長崎市と姉妹都市提携を結ぶサントス市の日本人会(関谷忠機アルシーデス会長)による『第5回平和記念式典』が、小雨の降る9日午前9時、ロベルト・マーリオ・サンチーニ公園の日本移民上陸記念碑前で執り行われた。サントス市は長崎原爆投下日の8月9日を『核兵器廃絶運動の日』と定めている。日本人会会員を始め、市関係者や日本語学校の生徒など約150人が参加。原爆の投下された午前11時には、参加者らが記念碑を囲んで手を取りあい、原爆の犠牲者に黙祷を捧げた。
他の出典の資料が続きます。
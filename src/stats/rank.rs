// Cross-sectional percentile ranking.
//
// Ranks are computed within a season partition, never across seasons. Tie
// handling is competition ("1224") ranking with ties sharing the minimum
// rank, and the rank numbers are rescaled onto a 1-100 (or 1-99) band.
//
// Direction is per-stat, fixed policy: `ascending = true` assigns rank 1
// (score 1) to the lowest raw value, so higher raw values earn higher
// scores; lower-is-better stats therefore rank with `ascending = false`.
// Getting a direction backwards is the classic bug here, which is why the
// per-stat tables below are data, not scattered code.

use std::collections::BTreeMap;

use chrono::Datelike;

use crate::stats::aggregate::{BatterAggregate, PitcherAggregate};

// ---------------------------------------------------------------------------
// Scale
// ---------------------------------------------------------------------------

/// Output band for percentile scores. Both variants exist in downstream
/// tables; the band is configuration, not code.
#[derive(Debug, Clone, Copy, PartialEq, Eq)]
pub enum RankScale {
    OneTo100,
    OneTo99,
}

impl RankScale {
    fn span(self) -> f64 {
        match self {
            RankScale::OneTo100 => 99.0,
            RankScale::OneTo99 => 98.0,
        }
    }

    pub fn max_score(self) -> u32 {
        match self {
            RankScale::OneTo100 => 100,
            RankScale::OneTo99 => 99,
        }
    }
}

// ---------------------------------------------------------------------------
// Core scoring
// ---------------------------------------------------------------------------

/// Score one partition's values onto the scale.
///
/// Null (or non-finite) values receive a null score and are excluded from the
/// ranking entirely; an all-null input yields an all-null output. When every
/// present value is identical, every row receives the scale maximum.
pub fn percentile_scores(
    values: &[Option<f64>],
    ascending: bool,
    scale: RankScale,
) -> Vec<Option<u32>> {
    let mut sorted: Vec<f64> = values
        .iter()
        .filter_map(|v| *v)
        .filter(|v| v.is_finite())
        .collect();
    if sorted.is_empty() {
        return vec![None; values.len()];
    }
    sorted.sort_by(|a, b| a.partial_cmp(b).expect("non-finite values filtered"));
    let n = sorted.len();

    // Competition rank with ties at the minimum: 1 + number of strictly
    // better values.
    let rank_of = |v: f64| -> u32 {
        let better = if ascending {
            sorted.partition_point(|w| *w < v)
        } else {
            n - sorted.partition_point(|w| *w <= v)
        };
        better as u32 + 1
    };

    let max_rank = if ascending {
        rank_of(sorted[n - 1])
    } else {
        rank_of(sorted[0])
    };

    values
        .iter()
        .map(|v| {
            let v = (*v)?;
            if !v.is_finite() {
                return None;
            }
            if max_rank == 1 {
                // Every present value identical.
                return Some(scale.max_score());
            }
            let rank = rank_of(v);
            let raw = 1.0 + (rank - 1) as f64 / (max_rank - 1) as f64 * scale.span();
            Some(round_half_even(raw).clamp(1, scale.max_score()))
        })
        .collect()
}

/// Round half-to-even, so a raw score of 50.5 lands on 50.
fn round_half_even(x: f64) -> u32 {
    let floor = x.floor();
    let frac = x - floor;
    let f = floor.max(0.0) as u32;
    if (frac - 0.5).abs() < 1e-9 {
        if f % 2 == 0 {
            f
        } else {
            f + 1
        }
    } else {
        x.round().max(0.0) as u32
    }
}

// ---------------------------------------------------------------------------
// Per-stat policy tables
// ---------------------------------------------------------------------------

/// One tracked stat: how to read its value, where to write its rank, and
/// which direction is better.
pub struct StatSpec<T> {
    pub name: &'static str,
    pub ascending: bool,
    pub get: fn(&T) -> Option<f64>,
    pub set_rank: fn(&mut T, Option<u32>),
}

/// Tracked batter stats. Lower is better for strikeout, whiff and chase
/// rates; everything else rewards higher values.
pub const BATTING_RANK_STATS: &[StatSpec<BatterAggregate>] = &[
    StatSpec {
        name: "avg",
        ascending: true,
        get: |r| r.avg,
        set_rank: |r, v| r.ranks.avg = v,
    },
    StatSpec {
        name: "obp",
        ascending: true,
        get: |r| r.obp,
        set_rank: |r, v| r.ranks.obp = v,
    },
    StatSpec {
        name: "slg",
        ascending: true,
        get: |r| r.slg,
        set_rank: |r, v| r.ranks.slg = v,
    },
    StatSpec {
        name: "ops",
        ascending: true,
        get: |r| r.ops,
        set_rank: |r, v| r.ranks.ops = v,
    },
    StatSpec {
        name: "k_per",
        ascending: false,
        get: |r| r.k_per,
        set_rank: |r, v| r.ranks.k_per = v,
    },
    StatSpec {
        name: "bb_per",
        ascending: true,
        get: |r| r.bb_per,
        set_rank: |r, v| r.ranks.bb_per = v,
    },
    StatSpec {
        name: "whiff_per",
        ascending: false,
        get: |r| r.whiff_per,
        set_rank: |r, v| r.ranks.whiff_per = v,
    },
    StatSpec {
        name: "chase_per",
        ascending: false,
        get: |r| r.chase_per,
        set_rank: |r, v| r.ranks.chase_per = v,
    },
    StatSpec {
        name: "avg_exit_velo",
        ascending: true,
        get: |r| r.avg_exit_velo,
        set_rank: |r, v| r.ranks.avg_exit_velo = v,
    },
    StatSpec {
        name: "hard_hit_per",
        ascending: true,
        get: |r| r.hard_hit_per,
        set_rank: |r, v| r.ranks.hard_hit_per = v,
    },
    StatSpec {
        name: "xba_per",
        ascending: true,
        get: |r| r.xba_per,
        set_rank: |r, v| r.ranks.xba_per = v,
    },
    StatSpec {
        name: "xwoba_per",
        ascending: true,
        get: |r| r.xwoba_per,
        set_rank: |r, v| r.ranks.xwoba_per = v,
    },
    StatSpec {
        name: "barrel_per",
        ascending: true,
        get: |r| r.barrel_per,
        set_rank: |r, v| r.ranks.barrel_per = v,
    },
];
来賓として同市のエスタジオ・アルベス・ペレイラ・フィリョ副市長やブラジル被爆者平和協会の盆小原国彦副会長、ブラジル長崎県人会の栗崎邦彦会長ら各氏が訪れた。
エスタジオ副市長は「世界中で戦争の緊張感が増している。サントスから世界へ平和への思いを発信することに深い意義を感じる」と話し、関谷会長は「若い人たちへ核兵器の恐ろしさを知ってもらう為に活動していきたい」と挨拶した。
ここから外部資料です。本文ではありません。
impl Aggregator {
    pub fn new(ctx: ModelContext) -> Self {
        Self { ctx }
    }

    /// Reduce a source file to batter-season aggregates keyed by
    /// (batter, team, year).
    ///
    /// Missing required columns degrade to an empty map with a warning; a
    /// source id without a parseable date is an error because the season is
    /// part of the identity key.
    pub fn aggregate_batters(
        &self,
        table: &EventTable,
    ) -> Result<BTreeMap<BatterKey, BatterAggregate>, AggregateError> {
        if !table.has_columns(REQUIRED_BATTER_COLUMNS) {
            warn!(
                "{}: missing required batter columns; producing no aggregates",
                table.source_id
            );
            return Ok(BTreeMap::new());
        }
        let date = source_date(table)?;
        let practice = is_practice_file(table);

        let mut out = BTreeMap::new();
        for ((batter, team), rows) in group_rows(table, |r| (&r.batter, &r.batter_team), practice)
        {
            let mut profile = GroupProfile::default();
            for row in &rows {
                profile.observe(row);
            }
            let expected =
                ExpectedLine::compute(&self.ctx, &rows, &profile, &format!("{batter} ({team})"));

            let spray_total: u32 = profile.spray.iter().sum();
            let mut agg = BatterAggregate {
                batter,
                team,
                year: date.year(),
                plate_app: profile.plate_app,
                at_bats: profile.at_bats,
                batted_balls: profile.batted_balls,
                strikeouts: profile.strikeouts,
                walks: profile.walks,
                singles: profile.singles,
                doubles: profile.doubles,
                triples: profile.triples,
                home_runs: profile.home_runs,
                in_zone_pitches: profile.in_zone,
                out_of_zone_pitches: profile.out_of_zone,
                ground_balls: profile.ground_balls,
                fastballs: profile.fastballs,
                spray: profile.spray,
                avg: ratio(profile.hits(), profile.at_bats),
                obp: ratio(
                    profile.hits() + profile.walks + profile.hit_by_pitch,
                    profile.at_bats + profile.walks + profile.hit_by_pitch + profile.sacrifices,
                ),
                slg: ratio(profile.total_bases(), profile.at_bats),
                ops: None,
                iso: None,
                k_per: ratio(profile.strikeouts, profile.plate_app),
                bb_per: ratio(profile.walks, profile.plate_app),
                whiff_per: ratio(profile.in_zone_whiffs, profile.in_zone),
                chase_per: ratio(profile.chases, profile.out_of_zone),
                hard_hit_per: ratio(profile.hard_hits, profile.batted_balls),
                sweet_spot_per: ratio(profile.sweet_spots, profile.batted_balls),
                gb_per: ratio(profile.ground_balls, profile.batted_balls),
                avg_exit_velo: mean(profile.ev_sum, profile.ev_count),
                avg_fb_velo: mean(profile.fb_velo_sum, profile.fastballs),
                xba_per: expected.xba,
                xslg_per: expected.xslg,
                xwoba_per: expected.xwoba,
                barrel_per: expected.barrel_per,
                spray_per: std::array::from_fn(|i| ratio(profile.spray[i], spray_total)),
                ranks: BatterRanks::default(),
                processed_files: BTreeSet::from([table.source_id.clone()]),
            };
            agg.ops = match (agg.obp, agg.slg) {
                (Some(o), Some(s)) => Some(o + s),
                _ => None,
            };
            agg.iso = match (agg.slg, agg.avg) {
                (Some(s), Some(a)) => Some(s - a),
                _ => None,
            };
            out.insert(agg.key(), agg);
        }
        Ok(out)
    }

    /// Reduce a source file to pitcher-outing aggregates keyed by
    /// (pitcher, team, game date).
    pub fn aggregate_pitchers(
        &self,
        table: &EventTable,
    ) -> Result<BTreeMap<PitcherKey, PitcherAggregate>, AggregateError> {
        if !table.has_columns(REQUIRED_PITCHER_COLUMNS) {
            warn!(
                "{}: missing required pitcher columns; producing no aggregates",
                table.source_id
            );
            return Ok(BTreeMap::new());
        }
        let date = source_date(table)?;
        let practice = is_practice_file(table);

        let mut out = BTreeMap::new();
        for ((pitcher, team), rows) in
            group_rows(table, |r| (&r.pitcher, &r.pitcher_team), practice)
        {
            let mut profile = GroupProfile::default();
            for row in &rows {
                profile.observe(row);
            }

            let outs_recorded =
                profile.strikeouts + profile.outs + profile.fielders_choices + profile.sacrifices;
            let innings = outs_recorded as f64 / 3.0;

            let agg = PitcherAggregate {
                pitcher,
                team,
                date,
                batters_faced: profile.plate_app,
                at_bats_against: profile.at_bats,
                hits_allowed: profile.hits(),
                strikeouts: profile.strikeouts,
                walks: profile.walks,
                batted_balls: profile.batted_balls,
                ground_balls: profile.ground_balls,
                in_zone_pitches: profile.in_zone,
                out_of_zone_pitches: profile.out_of_zone,
                fastballs: profile.fastballs,
                pitches: profile.pitches,
                outs_recorded,
                k_per: ratio(profile.strikeouts, profile.plate_app),
                bb_per: ratio(profile.walks, profile.plate_app),
                whip: (outs_recorded > 0)
                    .then(|| (profile.walks + profile.hits()) as f64 / innings),
                avg_against: ratio(profile.hits(), profile.at_bats),
                gb_per: ratio(profile.ground_balls, profile.batted_balls),
                whiff_per: ratio(profile.in_zone_whiffs, profile.in_zone),
                chase_per: ratio(profile.chases, profile.out_of_zone),
                avg_exit_velo: mean(profile.ev_sum, profile.ev_count),
                avg_fb_velo: mean(profile.fb_velo_sum, profile.fastballs),
                ranks: PitcherRanks::default(),
                unique_games: BTreeSet::from([table.source_id.clone()]),
            };
            out.insert(agg.key(), agg);
        }
        Ok(out)
    }

    /// Reduce a source file to per-batter zone bins. Rows without a valid
    /// plate location contribute to no bin.
    pub fn aggregate_zone_bins(
        &self,
        table: &EventTable,
    ) -> Result<BTreeMap<ZoneKey, ZoneBin>, AggregateError> {
        if !table.has_columns(REQUIRED_BATTER_COLUMNS) {
            warn!(
                "{}: missing required batter columns; producing no zone bins",
                table.source_id
            );
            return Ok(BTreeMap::new());
        }
        let date = source_date(table)?;
        let practice = is_practice_file(table);
        let year = date.year();

        let mut out: BTreeMap<ZoneKey, ZoneBin> = BTreeMap::new();
        for row in &table.rows {
            let batter = row.batter.trim();
            let team = row.batter_team.trim();
            if batter.is_empty() || team.is_empty() {
                continue;
            }
            let (Some(height), Some(side)) = (row.plate_loc_height, row.plate_loc_side) else {
                continue;
            };
            let zone = classify(side, height);
            let key = ZoneKey {
                team: team_code(team, practice),
                year,
                player: batter.to_string(),
                zone_id: zone.zone_id,
            };
            let bin = out.entry(key.clone()).or_insert_with(|| ZoneBin {
                team: key.team.clone(),
                year,
                player: key.player.clone(),
                zone_id: key.zone_id,
                ..ZoneBin::default()
            });

            bin.total_pitches += 1;
            match norm_pitch_type(&row.tagged_pitch_type) {
                PitchType::FourSeam | PitchType::Sinker | PitchType::Cutter => {
                    bin.fastballs += 1
                }
                PitchType::Slider | PitchType::Curveball => bin.breaking_balls += 1,
                PitchType::Changeup | PitchType::Splitter | PitchType::Other => bin.offspeed += 1,
            }
            match norm_side(&row.pitcher_throws) {
                Side::Left => bin.vs_left += 1,
                Side::Right => bin.vs_right += 1,
            }
            if is_swing(row) {
                bin.swings += 1;
            }
            if is_whiff(row) {
                bin.whiffs += 1;
            }
            if matches!(
                row.play_result.to_ascii_lowercase().as_str(),
                "single" | "double" | "triple" | "homerun"
            ) {
                bin.hits += 1;
            }
        }
        Ok(out)
    }
}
栗崎会長は「サントス市の取り組みはとても有難い。原爆の悲惨さを忘れないよう伝えていきたい」と述べ、盆小原副会長も同市に感謝を述べた後、「若い世代に広島、長崎の悲劇を伝えていかなければ」と訴えた。
『核兵器廃絶運動の日』の制定、同式典開催提案者の中井貞夫市会議長は、「ブラジルは戦争経験が少なく、若者は原爆の悲惨さを知らない。核兵器廃絶は全世界が関心を持って進めていく必要がある」とのべた。
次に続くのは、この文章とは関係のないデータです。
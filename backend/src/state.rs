use crate::auth::SessionStore;
use crate::config::Config;
use crate::db::{entries, Store};
use crate::error::AppResult;
use crate::notifier::ChangeNotifier;
use crate::romaneio::{LopdfExtractor, ReportParser, RomaneioParser, TextExtractor};
use crate::storage::FileStorage;
use common::model::dashboard::DashboardData;
use log::warn;
use std::sync::Arc;

/// Everything a handler needs, shared through `web::Data`.
#[derive(Clone)]
pub struct AppState {
    pub config: Config,
    pub store: Store,
    pub sessions: SessionStore,
    pub notifier: ChangeNotifier,
    pub files: FileStorage,
    pub extractor: Arc<dyn TextExtractor>,
    pub parser: Arc<dyn ReportParser>,
}

impl AppState {
    pub fn new(config: Config) -> AppResult<Self> {
        let store = Store::open(&config.database_path)?;
        Self::with_store(config, store)
    }

    pub fn with_store(config: Config, store: Store) -> AppResult<Self> {
        Ok(Self {
            files: FileStorage::new(&config.upload_dir)?,
            sessions: SessionStore::new(config.session_max_age_secs),
            notifier: ChangeNotifier::new(),
            extractor: Arc::new(LopdfExtractor),
            parser: Arc::new(RomaneioParser::new()?),
            store,
            config,
        })
    }

    /// Fresh aggregate counts straight from the store.
    pub fn dashboard(&self) -> AppResult<DashboardData> {
        self.store.read(entries::dashboard)
    }

    /// Counts to attach to the answer of a committed mutation. A failed read
    /// must not turn that answer into an error, so it only drops the counts.
    pub fn dashboard_after_commit(&self) -> Option<DashboardData> {
        self.dashboard()
            .inspect_err(|e| warn!("Could not refresh dashboard counts: {}", e))
            .ok()
    }
}

#[cfg(test)]
mod tests {
    use crate::db::entries::{self, CustomerChoice, EntryFields};
    use crate::test_support::test_state;
    use chrono::Utc;
    use common::model::entry::{EntryKind, EntryStatus};

    #[test]
    fn dashboard_after_commit_is_dropped_when_the_read_fails() {
        let (state, _dir) = test_state();
        state
            .store
            .write(|tx| {
                let fields = EntryFields {
                    kind: EntryKind::Quote,
                    order_number: 10,
                    status: EntryStatus::InProgress,
                    job_site: None,
                    description: "Tampo".to_string(),
                    notes: None,
                    customer: CustomerChoice::Temporary("Rita".to_string()),
                };
                entries::insert(tx, &fields, Utc::now().naive_utc())
            })
            .unwrap();
        let counts = state.dashboard_after_commit().unwrap();
        assert_eq!(counts.quotes.in_progress, 1);

        state
            .store
            .write(|tx| Ok(tx.execute_batch("DROP TABLE attachments; DROP TABLE entries;")?))
            .unwrap();
        assert!(state.dashboard().is_err());
        assert_eq!(state.dashboard_after_commit(), None);
    }
}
式典では生長の家のコーラス隊や同市日本語学校の生徒が歌を披露し、サントス厚生ホームの安次富ジョルジ委員長(72、二世)が剣舞を行った。ブラジル健康表現体操協会員らは、長崎名物の皿踊りと健康体操を披露した。
同市日本語学校生徒のブルーノ・エイゾさん(29、四世)は、「若い人たちは当時を知らない。式典は知る良い機会だ」と式典の意義を再確認し、ハファエル・マルチンスさん(21)も、「長崎のことは歴史の授業で知っていたけど、式典に参加するまで忘れていた。二度と起こらないようにしなければと強く感じた」との感想を語った。
式典後には、サントス日本人会館で被爆体験を描いた長編アニメーション『NAGASAKI1945 アンゼラスの鐘』の上映会が行われ地元住民ら40人が観賞した。